The authors collectively identify a number of academic freedom’s pressure points. This begs the question: What if we alleviated them all? What if tomorrow we ensured full academic freedom rights to all adjunct faculty, stopped using Title IX as a tool for investigating professors’ pedagogy, collectively cured ourselves of the impulse to fan the flames of social media controversies, and so forth? The conditions for academic freedom would surely improve, but they’d nonetheless still be fragile. Why?
A crucial part of the answer, I believe, can be found in Hermanowicz’s introduction. He writes, “The principle of academic freedom is taught virtually nowhere and is otherwise little discussed (except when perceived to be under significant threat).” “[F]or a principle taken as sacrosanct,” he continues, “this professional omission is remarkable.”
Hermanowicz writes further:[W]ithout formal (or even informal) training, it is as though we return to square one when threats to academic freedom arise. […] What is this thing people are calling “academic freedom”? Why does it exist? When and where did it come from? What evidence can we marshal to discern what academic life is without it? How is it distinct from freedom of speech? Why should both freedoms matter to students?

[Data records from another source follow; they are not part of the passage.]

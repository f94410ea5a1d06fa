//! Recovers labelled sections (`SUMMARY: ...`, `KEY POINTS: ...`) from free-form
//! model output.
//!
//! A line opens a section when it contains a requested label (case-insensitive)
//! and a `:`; text after the first colon becomes the first content line. Any later
//! line containing a different requested label closes the open section; the open
//! section's own label repeated with a colon continues it. When one line
//! contains several labels it is attributed to the first of them in the caller's
//! order. Each label opens at most once; later occurrences only close.

use std::borrow::Cow;

pub const PDF_ANALYSIS_LABELS: &[&str] = &[
    "SUMMARY",
    "KEY POINTS",
    "BUSINESS INSIGHTS",
    "ACTION ITEMS",
    "RISK ASSESSMENT",
];

pub const EMAIL_LABELS: &[&str] = &["SUBJECT", "BODY", "SUGGESTIONS"];

pub const COMPLAINT_LABELS: &[&str] = &[
    "COMPLAINT ANALYSIS",
    "RESPONSE STRATEGY",
    "EMPATHY IMPROVEMENTS",
    "ESCALATION GUIDANCE",
    "PREVENTION MEASURES",
    "IMPROVED RESPONSE",
];

#[derive(Debug, Clone, PartialEq, Eq)]
struct Section {
    label: String,
    key: String,
    body: Option<String>,
}

/// Extracted sections in the order the labels were requested.
#[derive(Debug, Clone, PartialEq, Eq)]
pub struct ParsedSections {
    sections: Vec<Section>,
}

impl ParsedSections {
    /// Section body, or the `No <label> available` placeholder.
    pub fn get(&self, label: &str) -> Cow<'_, str> {
        match self.found(label) {
            Some(body) => Cow::Borrowed(body),
            None => Cow::Owned(placeholder(label)),
        }
    }

    /// Section body only when it was present and non-empty.
    pub fn found(&self, label: &str) -> Option<&str> {
        let key = label.to_uppercase();
        self.sections
            .iter()
            .find(|section| section.key == key)
            .and_then(|section| section.body.as_deref())
    }

    pub fn iter(&self) -> impl Iterator<Item = (&str, Cow<'_, str>)> {
        self.sections.iter().map(|section| {
            let body = match &section.body {
                Some(body) => Cow::Borrowed(body.as_str()),
                None => Cow::Owned(placeholder(&section.label)),
            };
            (section.label.as_str(), body)
        })
    }
}

pub fn placeholder(label: &str) -> String {
    format!("No {} available", label.to_lowercase())
}

pub fn extract_sections(text: &str, labels: &[&str]) -> ParsedSections {
    let keys = labels
        .iter()
        .map(|label| label.trim().to_uppercase())
        .collect::<Vec<_>>();
    let mut collected: Vec<Option<Vec<String>>> = vec![None; labels.len()];
    let mut open: Option<usize> = None;

    for line in text.lines() {
        let upper = line.to_uppercase();
        let matched = keys
            .iter()
            .position(|key| !key.is_empty() && upper.contains(key.as_str()));

        let Some(index) = matched else {
            if let Some(current) = open {
                if let Some(lines) = collected[current].as_mut() {
                    lines.push(line.trim().to_owned());
                }
            }
            continue;
        };

        if open == Some(index) {
            let continuation = line.split_once(':').zip(collected[index].as_mut());
            if let Some(((_, rest), lines)) = continuation {
                let rest = rest.trim();
                if !rest.is_empty() {
                    lines.push(rest.to_owned());
                }
                continue;
            }
        }

        open = None;
        if collected[index].is_some() {
            continue;
        }
        if let Some((_, rest)) = line.split_once(':') {
            let mut lines = Vec::new();
            let rest = rest.trim();
            if !rest.is_empty() {
                lines.push(rest.to_owned());
            }
            collected[index] = Some(lines);
            open = Some(index);
        }
    }

    let sections = labels
        .iter()
        .zip(keys)
        .zip(collected)
        .map(|((label, key), lines)| Section {
            label: label.trim().to_owned(),
            key,
            body: lines
                .map(|lines| lines.join("\n").trim().to_owned())
                .filter(|body| !body.is_empty()),
        })
        .collect();

    ParsedSections { sections }
}

#[cfg(test)]
mod tests {
    use super::*;

    #[test]
    fn trailing_text_and_continuation_lines_are_collected() {
        let parsed =
            extract_sections("SUMMARY: foo\nKEY POINTS: bar\nbaz", &["SUMMARY", "KEY POINTS"]);

        assert_eq!(parsed.get("SUMMARY"), "foo");
        assert_eq!(parsed.get("KEY POINTS"), "bar\nbaz");
    }

    #[test]
    fn missing_label_yields_placeholder() {
        let parsed = extract_sections("SUMMARY: foo", PDF_ANALYSIS_LABELS);

        assert_eq!(parsed.get("RISK ASSESSMENT"), "No risk assessment available");
        assert_eq!(parsed.found("RISK ASSESSMENT"), None);
    }

    #[test]
    fn labels_match_case_insensitively_and_lines_are_trimmed() {
        let text = "1. Summary:\n   first line  \n\n   second line\n2. Action Items: call back";
        let parsed = extract_sections(text, &["SUMMARY", "ACTION ITEMS"]);

        assert_eq!(parsed.get("summary"), "first line\n\nsecond line");
        assert_eq!(parsed.get("Action Items"), "call back");
    }

    #[test]
    fn label_without_colon_closes_but_does_not_open() {
        let text = "SUMMARY: short\nThe key points follow\nKEY POINTS: real";
        let parsed = extract_sections(text, &["SUMMARY", "KEY POINTS"]);

        assert_eq!(parsed.get("SUMMARY"), "short");
        assert_eq!(parsed.get("KEY POINTS"), "real");
    }

    #[test]
    fn repeated_own_label_continues_the_open_section() {
        let parsed = extract_sections("SUMMARY: a\nSummary: b\nc", &["SUMMARY", "KEY POINTS"]);

        assert_eq!(parsed.get("SUMMARY"), "a\nb\nc");
    }

    #[test]
    fn closed_label_does_not_reopen() {
        let text = "SUMMARY: a\nKEY POINTS: b\nSUMMARY: late";
        let parsed = extract_sections(text, &["SUMMARY", "KEY POINTS"]);

        assert_eq!(parsed.get("SUMMARY"), "a");
        assert_eq!(parsed.get("KEY POINTS"), "b");
    }

    #[test]
    fn line_with_two_labels_goes_to_the_first_requested() {
        let text = "EXECUTIVE SUMMARY: overview\nmore";
        let parsed = extract_sections(text, &["SUMMARY", "EXECUTIVE SUMMARY"]);

        assert_eq!(parsed.get("SUMMARY"), "overview\nmore");
        assert_eq!(parsed.get("EXECUTIVE SUMMARY"), "No executive summary available");
    }

    #[test]
    fn empty_section_reads_as_placeholder() {
        let parsed = extract_sections("SUMMARY:\nKEY POINTS: x", &["SUMMARY", "KEY POINTS"]);

        assert_eq!(parsed.get("SUMMARY"), "No summary available");
        assert_eq!(parsed.iter().count(), 2);
    }
}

Questions such as these reverberate at an especially high volume these days, as it becomes ever clearer how much work there is to be done to shore up an appreciation of academic freedom, or at least a basic understanding of its foundations. Any number of cases at the Foundation for Individual Rights in Education (FIRE, my employer) where professors’ academic freedom rights were brushed aside in the face of popular demand can be used as illustration.
Take the ongoing controversy at Georgetown University Law Center, which suspended legal scholar Ilya Shapiro, incoming lecturer and executive director of its Center for the Constitution, due to his tweets about President Biden’s plans to appoint a Black woman to the Supreme Court. Shapiro, arguing that progressive jurist Sri Srinivisan was the best option, lamented that Srinivasan “alas doesn’t fit into latest intersectionality hierarchy so we’ll get a lesser black woman.”

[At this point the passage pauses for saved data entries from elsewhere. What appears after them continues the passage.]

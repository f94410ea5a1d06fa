pub mod analysis;
pub mod backend;
pub mod config;
pub mod email;
pub mod errors;
pub mod handlers;
pub mod health;
pub mod metrics;
pub mod models;
pub mod orchestrator;
pub mod prompts;
pub mod sections;
pub mod selector;
pub mod state;
pub mod translation;

use axum::{
    middleware,
    routing::{get, post},
    Router,
};
use config::AssistantConfig;
use selector::BackendSelector;
use tracing::info;

/// Resolves the active backend once and wires every service around it.
pub async fn build_state(config: AssistantConfig) -> state::AppState {
    let selector = BackendSelector::new(config);
    let selected = selector.resolve().await;
    info!(
        backend = %selected.description,
        kind = %selected.kind(),
        model = %selected.model,
        "model backend selected"
    );
    state::AppState::new(selector.config().clone(), selected)
}

pub fn build_app(state: state::AppState) -> Router {
    Router::new()
        .route("/healthz", get(handlers::healthz))
        .route("/health", get(handlers::health))
        .route("/metrics", get(handlers::metrics))
        .route("/api/chat", post(handlers::chat))
        .route("/api/translate", post(handlers::translate))
        .route("/api/languages", get(handlers::languages))
        .route("/api/email/generate", post(handlers::generate_email))
        .route("/api/email/templates", get(handlers::email_templates))
        .route("/api/documents/analyze", post(handlers::analyze_document))
        .route("/api/complaints/analyze", post(handlers::analyze_complaint))
        .route_layer(middleware::from_fn_with_state(
            state.clone(),
            handlers::track_requests,
        ))
        .with_state(state)
}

Much has been made of Shapiro’s use of “lesser,” and Shapiro agreed with critics that he’d chosen his words poorly. But he stood by the core of his argument, which in a law school of all places should be recognized as protected by academic freedom. Even several of those who had harshly criticized Shapiro’s remarks agreed that Georgetown erred by suspending Shapiro, and more than 200 faculty members have signed an open letter in his defense. Students, meanwhile, staged a sit-in demanding Shapiro’s firing and, as some commentators have noted, a space to cry.
It’s not incidental that discussions of race factor here. The past couple of years have seen tremendous movement from institutions to implement new programs and requirements related to diversity and antiracism — and a surge in demands that students and faculty who deviate from their orthodoxy be sanctioned or terminated.
History gives us plenty of examples to support the axiom that, in such a heated climate, we’re apt to view fundamental values like freedom of expression as mere inconveniences to be brushed aside. Case in point: at the University of Pennsylvania, where law professor Amy Wax faces a disciplinary investigation over her widely condemned remarks calling for a reduction in Asian immigration, students demanded that Penn, among other things, reform tenure to ensure that it is “consistent with principles of social equity.”
Student support for free expression is already spotty, and has been declining for years in a number of key categories, as the latest data from the Knight Foundation show. Students too often arrive at college with a deficient understanding of the basics of the First Amendment, and aren’t likely to have this education supplemented unless they go out of their way to find it. Why should we expect any better when it comes to understanding academic freedom — a doctrine which has some standing in First Amendment law but which has also acquired a set of common-law principles intricately tied to the particular history of American higher education?
What these historical accounts remind us of is that academic freedom is a living, breathing thing, and that it doesn’t defend itself.
“University administrators get no reward for upholding abstract principles,” observed Georgetown professor John Hasnas of the Shapiro controversy. That academic freedom should remain an abstract principle to so many is an indictment of the system it serves, a sign of a collective dereliction of duty. Hermanowicz argues that some of that falls on faculty, who should be more conversant on the topic and more proactive in educating their students on its importance.
The duty falls heavily on the institutions as well, who owe it to their communities to weave an understanding and appreciation of academic freedom into their mission. A university’s first lesson on academic freedom can’t be prompted — as it so often is — by a controversy that has students eager to jettison a principle they never had much investment in to begin with. If you’re explaining, you’re losing, as they say. And the duty falls as well on external stakeholders like FIRE — part of why our trainings on free expression for first-year undergraduates include a unit on academic freedom.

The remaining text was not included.